Ospitata nella settecentesca Villa Cattaneo, futuro Polo del Futuro Musicale (PFM), l’esposizione scardina la rigidità dei percorsi cronologici per abbracciare una dimensione esperienziale. Sotto la guida scientifica di Enrico Merlin, tra i massimi esperti mondiali della produzione davisiana, la mostra si configura come un “organismo vivo”. Il cuore pulsante dell’evento sarà un database interattivo d’avanguardia: oltre duemila registrazioni ufficiali mappate per consentire al visitatore una navigazione personalizzata nell’universo sonoro di Davis. È la definitiva consacrazione del concetto di “mostra da ascoltare”, dove il supporto tecnologico non è un semplice orpello, ma la chiave d’accesso alla comprensione estetica.
Il valore collezionistico e storico dell’evento è garantito da partnership d’eccezione, dall’American Jazz Museum di Kansas City alla House of Miles di East St. Louis, con il pieno sostegno diretto della famiglia Davis. Tra i memorabiliadi inestimabile valore spicca la tromba originale concessa dal collezionista Don Hicks, cuore simbolico di una narrazione che tocca le vette della rivoluzione di Bitches Brew.

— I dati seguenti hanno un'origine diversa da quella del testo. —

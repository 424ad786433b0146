//! Pure calendar arithmetic helpers.
//!
//! Every function takes a date (or a pair of dates) and returns a small derived
//! value: a timestamp, a weekday name, a week number, a list of shift days. Nothing
//! here keeps state between calls.
//!
//! Instants are [`CalendarDate`] values (`chrono::DateTime<Utc>`); strings are
//! accepted wherever callers usually hold text, and parsed with [`parse_date`].

mod consts;
mod prelude;
mod types;

pub mod config;
pub mod format;
pub mod friday13;
pub mod month;
pub mod range;
pub mod schedule;
pub mod timestamp;
pub mod week;
pub mod weekday;

pub use config::ScanConfig;
pub use consts::*;
pub use format::{format_date, format_date_time};
pub use friday13::{get_next_friday_the_13th, get_next_friday_the_13th_with};
pub use month::{get_count_days_in_month, get_quarter, is_leap_year};
pub use range::{DatePeriod, RangeError, get_count_days_on_period, is_date_in_period};
pub use schedule::{ScheduleDate, ScheduleError, ShiftPattern, get_work_schedule};
pub use timestamp::{date_to_timestamp, get_local_time, get_time, parse_date};
pub use types::{DayName, Month, is_leap};
pub use week::get_week_number_by_date;
pub use weekday::{day_name_of, get_count_weekends_in_month, get_day_name, get_next_friday};

use crate::prelude::*;
use chrono::{DateTime, Utc};

/// A point in time, always held in UTC.
pub type CalendarDate = DateTime<Utc>;

#[derive(Debug, Clone, PartialEq, Eq, Display)]
pub enum ParseError {
    #[display(fmt = "Invalid date format: {_0}")]
    InvalidFormat(String),
    #[display(fmt = "Invalid month: {} (must be 1-{})", "_0", MAX_MONTH)]
    InvalidMonth(u8),
    #[display(fmt = "Invalid day {day} for month {year}-{month:02}")]
    InvalidDay { day: u32, month: u32, year: i32 },
    #[display(fmt = "Empty date string")]
    EmptyInput,
}

impl std::error::Error for ParseError {}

Oltre agli strumenti e ai rari documenti d’archivio — tra cui contratti con la Columbia e corrispondenze inedite — il percorso indaga il Davis come icona pop e segno culturale. La sezione “The Icon” analizza l’impatto del musicista sulla moda, sul cinema e sull’immaginario visivo del Novecento, includendo gli scatti originali di Anthony Barboza e una collezione di oltre 300 supporti fonografici che tracciano l’evoluzione del branding visivo legato alle sue storiche copertine.
L’appuntamento di Pordenone si configura dunque come un corpo a corpo con il mito, un’indagine che supera la superficie del tributo per restituire la complessità di un artista che ha saputo manipolare il silenzio e il caos.